Steps to Become an Architectural Drafter
- Education: Typically, employers require a minimum of an associate degree in drafting or a related field, such as architecture or engineering. Some technical and community colleges offer specialized programs in architectural drafting. These programs focus on computer-aided design (CAD) software, building codes, materials, and construction methods.
- Certification: Although not always required, obtaining professional certification, such as the American Design Drafting Association (ADDA) Drafter Certification, can improve your job prospects and demonstrate your expertise in the field.
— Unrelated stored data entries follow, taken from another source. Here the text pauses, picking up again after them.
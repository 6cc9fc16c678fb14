//! Implementation of the `forma generate` command.
//!
//! Responsibility: translate CLI arguments into a `ProjectConfig`, run
//! the render pipeline, and write (or preview) the result. No generation
//! logic lives here.

use std::path::{Path, PathBuf};
use std::str::FromStr;

use tracing::{debug, info, instrument};

use forma_adapters::fs::MANIFEST_FILENAME;
use forma_adapters::{OutputWriter, builtin_registry, scan_existing};
use forma_core::domain::{
    CiProvider, PackageManager, ProjectConfig, ProjectType, StrictnessPreset,
};
use forma_core::pipeline::{Renderer, resolve_policy};

use crate::{
    cli::{CiProviderArg, GenerateArgs, PackageManagerArg, PresetArg, ProjectTypeArg},
    config::AppConfig,
    error::{CliError, CliResult},
    output::OutputManager,
};

/// Execute the `forma generate` command.
///
/// Dispatch sequence:
/// 1. Resolve the target (project name + output directory)
/// 2. Assemble the core `ProjectConfig` (flags override config-file defaults)
/// 3. Resolve the policy and render through the built-in registry
/// 4. Early-exit with a preview if `--dry-run`
/// 5. Write files + manifest to disk
#[instrument(skip_all, fields(project = %args.name))]
pub fn execute(args: GenerateArgs, app_config: AppConfig, output: OutputManager) -> CliResult<()> {
    let run_id = uuid::Uuid::new_v4();
    debug!(run_id = %run_id, started = %chrono::Utc::now().to_rfc3339(), "generate started");

    // 1. Where the project lands and what it is called.
    let target = resolve_target(&args.name, args.out.as_deref())?;

    // 2. Assemble config (CLI flags win over forma.toml defaults)
    let config = build_config(&args, &app_config, &target.name)?;
    let policy = resolve_policy(&config);

    debug!(
        project_type = %config.project_type(),
        package_manager = %config.package_manager(),
        preset = %config.strictness_preset(),
        ci = %config.providers().ci,
        "config assembled"
    );

    // 3. Render
    let registry = builtin_registry()?;
    let existing = if args.seed_existing {
        Some(scan_existing(&target.dir)?)
    } else {
        None
    };
    let result = Renderer::new(&registry).render(&config, &policy, existing)?;

    info!(files = result.files.len(), "render finished");

    // 4. Dry run: describe but do not write.
    if args.dry_run {
        output.header(&format!("Dry run: would create '{}'", target.name))?;
        for entry in &result.manifest.files {
            output.print(&format!("  {}  {}", &entry.sha256[..12], entry.path))?;
        }
        output.print("")?;
        output.print(&format!("  configHash: {}", result.manifest.config_hash))?;
        return Ok(());
    }

    // 5. Write to disk
    OutputWriter::new(args.force).write(&target.dir, &result)?;

    output.success(&format!(
        "Project '{}' created ({} files)",
        target.name,
        result.files.len()
    ))?;

    if !output.is_quiet() {
        output.info(&format!(
            "manifest recorded at {}",
            target.dir.join(MANIFEST_FILENAME).display()
        ))?;
        output.print(&format!("\nNext: cd {}", target.dir.display()))?;
    }

    Ok(())
}

// ── Target resolution ─────────────────────────────────────────────────────────

/// Where a generated project lands and what it is called.
struct Target {
    name: String,
    dir: PathBuf,
}

/// Split the NAME argument into a project name (its final path segment)
/// and a target directory, honouring `--out` when given.
fn resolve_target(raw: &str, out: Option<&Path>) -> CliResult<Target> {
    let arg = Path::new(raw);
    let name = match arg.file_name().and_then(|leaf| leaf.to_str()) {
        Some(leaf) => leaf.to_owned(),
        None => return Err(invalid_name(raw, "no usable final path segment")),
    };
    if let Some(problem) = name_problem(&name) {
        return Err(invalid_name(&name, problem));
    }

    let dir = match out {
        Some(dir) => dir.to_path_buf(),
        None => arg.to_path_buf(),
    };
    Ok(Target { name, dir })
}

/// Why `name` is unacceptable as a project name, if it is.
fn name_problem(name: &str) -> Option<&'static str> {
    if name.is_empty() {
        Some("it is empty")
    } else if name.starts_with('.') {
        Some("it starts with '.'")
    } else if !name
        .chars()
        .all(|c| c.is_ascii_alphanumeric() || c == '-' || c == '_')
    {
        Some("it contains characters outside letters, digits, '-', '_'")
    } else {
        None
    }
}

fn invalid_name(name: &str, reason: &str) -> CliError {
    CliError::InvalidProjectName {
        name: name.into(),
        reason: reason.into(),
    }
}

// ── Config assembly ───────────────────────────────────────────────────────────

fn build_config(
    args: &GenerateArgs,
    app_config: &AppConfig,
    project_name: &str,
) -> CliResult<ProjectConfig> {
    let mut builder = ProjectConfig::builder()
        .project_type(convert_project_type(args.project_type))
        .project_name(project_name);

    if let Some(pm) = resolve_package_manager(args, app_config)? {
        builder = builder.package_manager(pm);
    }
    if let Some(preset) = resolve_preset(args, app_config)? {
        builder = builder.strictness_preset(preset);
    }
    if let Some(ci) = resolve_ci(args, app_config)? {
        builder = builder.ci_provider(ci);
    }

    Ok(builder.build()?)
}

fn resolve_package_manager(
    args: &GenerateArgs,
    app_config: &AppConfig,
) -> CliResult<Option<PackageManager>> {
    if let Some(pm) = args.package_manager {
        return Ok(Some(convert_package_manager(pm)));
    }
    parse_default(app_config.defaults.package_manager.as_deref(), "defaults.package_manager")
}

fn resolve_preset(
    args: &GenerateArgs,
    app_config: &AppConfig,
) -> CliResult<Option<StrictnessPreset>> {
    if let Some(preset) = args.preset {
        return Ok(Some(convert_preset(preset)));
    }
    parse_default(app_config.defaults.preset.as_deref(), "defaults.preset")
}

fn resolve_ci(args: &GenerateArgs, app_config: &AppConfig) -> CliResult<Option<CiProvider>> {
    if let Some(ci) = args.ci {
        return Ok(Some(convert_ci(ci)));
    }
    parse_default(app_config.defaults.ci.as_deref(), "defaults.ci")
}

/// Parse an optional config-file default, mapping parse failures to a
/// configuration error that names the offending key.
fn parse_default<T: FromStr>(value: Option<&str>, key: &str) -> CliResult<Option<T>>
where
    T::Err: std::fmt::Display,
{
    match value {
        None => Ok(None),
        Some(raw) => raw.parse::<T>().map(Some).map_err(|e| CliError::ConfigError {
            message: format!("invalid value for {key}: {e}"),
        }),
    }
}

// ── Type conversions CLI → core ───────────────────────────────────────────────

fn convert_project_type(t: ProjectTypeArg) -> ProjectType {
    match t {
        ProjectTypeArg::Nextjs => ProjectType::NextJs,
        ProjectTypeArg::Fastify => ProjectType::Fastify,
        ProjectTypeArg::Library => ProjectType::Library,
    }
}

fn convert_package_manager(pm: PackageManagerArg) -> PackageManager {
    match pm {
        PackageManagerArg::Npm => PackageManager::Npm,
        PackageManagerArg::Pnpm => PackageManager::Pnpm,
        PackageManagerArg::Yarn => PackageManager::Yarn,
        PackageManagerArg::Bun => PackageManager::Bun,
    }
}

fn convert_preset(preset: PresetArg) -> StrictnessPreset {
    match preset {
        PresetArg::Startup => StrictnessPreset::Startup,
        PresetArg::Growth => StrictnessPreset::Growth,
        PresetArg::Enterprise => StrictnessPreset::Enterprise,
    }
}

fn convert_ci(ci: CiProviderArg) -> CiProvider {
    match ci {
        CiProviderArg::GithubActions => CiProvider::GithubActions,
        CiProviderArg::GitlabCi => CiProvider::GitlabCi,
        CiProviderArg::CircleCi => CiProvider::CircleCi,
    }
}

// ── Tests ─────────────────────────────────────────────────────────────────────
- Gain experience: Entry-level positions usually involve working under the supervision of experienced drafters or architects. As you gain experience, you may have the opportunity to work on more complex projects or specialize in specific areas, such as residential or commercial construction.
- Continuous learning: Stay up-to-date with the latest CAD software and industry trends by attending workshops, seminars, and conferences. Networking with other professionals in the field can also help you find job opportunities and advance your career.
Wages and Job Growth
According to the U.S. Bureau of Labor Statistics (BLS), as of May 2020, the median annual wage for architectural and civil drafters was $56,340. The lowest 10 percent earned less than $36,930, while the highest 10 percent earned more than $82,220. Wages can vary depending on factors such as location, experience, and industry.
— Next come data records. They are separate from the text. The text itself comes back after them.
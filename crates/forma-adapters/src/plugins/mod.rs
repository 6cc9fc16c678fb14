//! Built-in generation plugins.
//!
//! These are the "stack/provider packages" of a default Forma install.
//! Each one is an ordinary [`Plugin`] implementation; the pipeline treats
//! them exactly like third-party plugins. [`builtin_registry`] is the
//! single entry point that wires them all into a fresh registry.

use forma_core::domain::{Plugin, VersionPosture};
use forma_core::pipeline::{PipelineError, PluginRegistry};

pub mod ci;
pub mod codeowners;
pub mod fastify;
pub mod gitignore;
pub mod library;
pub mod lint;
pub mod nextjs;
pub mod package_manager;

pub use ci::CiWorkflowPlugin;
pub use codeowners::CodeOwnersPlugin;
pub use fastify::FastifyPlugin;
pub use gitignore::GitignorePlugin;
pub use library::LibraryPlugin;
pub use lint::LintPlugin;
pub use nextjs::NextJsPlugin;
pub use package_manager::PackageManagerPlugin;

/// All built-in plugins, boxed for registration.
pub fn all_plugins() -> Vec<Box<dyn Plugin>> {
    vec![
        Box::new(GitignorePlugin),
        Box::new(PackageManagerPlugin),
        Box::new(NextJsPlugin),
        Box::new(FastifyPlugin),
        Box::new(LibraryPlugin),
        Box::new(LintPlugin),
        Box::new(CiWorkflowPlugin),
        Box::new(CodeOwnersPlugin),
    ]
}

/// A fresh registry with every built-in plugin registered.
pub fn builtin_registry() -> Result<PluginRegistry, PipelineError> {
    let mut registry = PluginRegistry::new();
    for plugin in all_plugins() {
        registry.register(plugin)?;
    }
    Ok(registry)
}

/// Render a dependency version string under the policy's version posture.
///
/// `major` is the floating major ("15"), `minor` the pinned minor
/// ("15.3"), `exact` the fully pinned release ("15.3.2").
pub(crate) fn pin(posture: VersionPosture, major: &str, minor: &str, exact: &str) -> String {
    match posture {
        VersionPosture::LatestMajor => format!("^{major}"),
        VersionPosture::PinnedMinor => format!("~{minor}"),
        VersionPosture::PinnedExact => exact.to_owned(),
    }
}

#[cfg(test)]
mod tests {
    use super::*;

    #[test]
    fn builtin_registry_registers_everything() {
        let registry = builtin_registry().unwrap();
        assert_eq!(registry.len(), all_plugins().len());
        assert!(registry.get("nextjs").is_some());
        assert!(registry.get("ci").is_some());
    }

    #[test]
    fn builtin_ids_are_unique() {
        // builtin_registry() would fail on a duplicate; make the property
        // explicit anyway.
        let mut ids: Vec<String> = all_plugins().iter().map(|p| p.id().to_owned()).collect();
        let before = ids.len();
        ids.sort();
        ids.dedup();
        assert_eq!(ids.len(), before);
    }

    #[test]
    fn pin_follows_posture() {
        assert_eq!(pin(VersionPosture::LatestMajor, "15", "15.3", "15.3.2"), "^15");
        assert_eq!(pin(VersionPosture::PinnedMinor, "15", "15.3", "15.3.2"), "~15.3");
        assert_eq!(pin(VersionPosture::PinnedExact, "15", "15.3", "15.3.2"), "15.3.2");
    }
}
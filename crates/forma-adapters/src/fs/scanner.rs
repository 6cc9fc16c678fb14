//! Scan an existing directory into the renderer's seed map.
//!
//! Paths are relative to the scan root and use `/` separators on every
//! platform, matching what plugins write. Version-control internals and
//! installed dependencies are skipped; they are never generation inputs.

use std::collections::HashMap;
use std::path::Path;

use tracing::debug;
use walkdir::WalkDir;

use crate::error::AdapterError;

const SKIPPED_DIRS: [&str; 3] = [".git", "node_modules", ".next"];

/// Read every regular file under `root` into a path→bytes map.
///
/// Returns an empty map when `root` does not exist; a fresh target is
/// simply a target with no existing files.
pub fn scan_existing(root: &Path) -> Result<HashMap<String, Vec<u8>>, AdapterError> {
    let mut files = HashMap::new();
    if !root.exists() {
        return Ok(files);
    }

    let walker = WalkDir::new(root).into_iter().filter_entry(|entry| {
        entry
            .file_name()
            .to_str()
            .is_none_or(|name| !SKIPPED_DIRS.contains(&name))
    });

    for entry in walker {
        let entry = entry.map_err(|e| AdapterError::Filesystem {
            path: root.to_path_buf(),
            reason: format!("Failed to walk directory: {e}"),
        })?;
        if !entry.file_type().is_file() {
            continue;
        }

        let relative = entry
            .path()
            .strip_prefix(root)
            .map_err(|e| AdapterError::Filesystem {
                path: entry.path().to_path_buf(),
                reason: format!("Failed to relativize path: {e}"),
            })?;
        let key = relative
            .components()
            .map(|c| c.as_os_str().to_string_lossy())
            .collect::<Vec<_>>()
            .join("/");

        let contents = std::fs::read(entry.path())
            .map_err(|e| AdapterError::io(entry.path(), "read file", e))?;
        files.insert(key, contents);
    }

    debug!(root = %root.display(), files = files.len(), "existing files scanned");
    Ok(files)
}
//! Semantic diagram model types.
//!
//! This module contains the transient in-memory representation of an
//! architecture diagram before it is lowered to Graphviz DOT.
//!
//! # Pipeline Position
//!
//! ```text
//! Architecture description (architecture module)
//!     ↓ construct + validate
//! Semantic Model (these types) - validated node and relation references
//!     ↓ export::dot
//! DOT Graph
//!     ↓ export::graphviz
//! PNG / SVG
//! ```
//!
//! # Organization
//!
//! - [`diagram`] - Core diagram structures: [`Diagram`], [`Cluster`]
//! - [`element`] - Diagram elements: [`Node`], [`Relation`], [`ServiceKind`], [`LineStyle`]

pub mod diagram;
pub mod element;

pub use diagram::*;
pub use element::*;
Employment of architectural and civil drafters is projected to grow 2 percent from 2020 to 2030, slower than the average for all occupations. Growth in this field may be limited due to advancements in CAD software, which can increase drafter productivity. However, there will still be a need for skilled drafters to convert architects’ and engineers’ designs into technical drawings and blueprints.
Benefits of Becoming an Architectural Drafter
- Creative outlet: Architectural drafting allows you to use your creativity and problem-solving skills to bring building designs to life.
- Diverse projects: Work on a wide range of projects, from residential homes to large commercial buildings and infrastructure projects.
- In-demand skills: CAD proficiency is highly sought after in various industries, providing you with transferable skills and career flexibility.
Drawbacks of Becoming an Architectural Drafter
- Limited job growth: As mentioned earlier, advancements in CAD software may limit job growth in this field.
- Competitive job market: Due to the limited job growth, you may face strong competition for available positions.
- Sedentary work environment: Architectural drafters often spend long hours working at a computer, which can lead to health issues associated with a sedentary lifestyle.
Becoming an architectural drafter can be a fulfilling career path for individuals with a passion for design and strong attention to detail. By obtaining the necessary education, certification, and experience, you can position yourself for success in this field. While there may be some challenges, such as limited job growth and a competitive job market, the opportunity to work on diverse projects and develop in-demand skills makes this career path worth considering.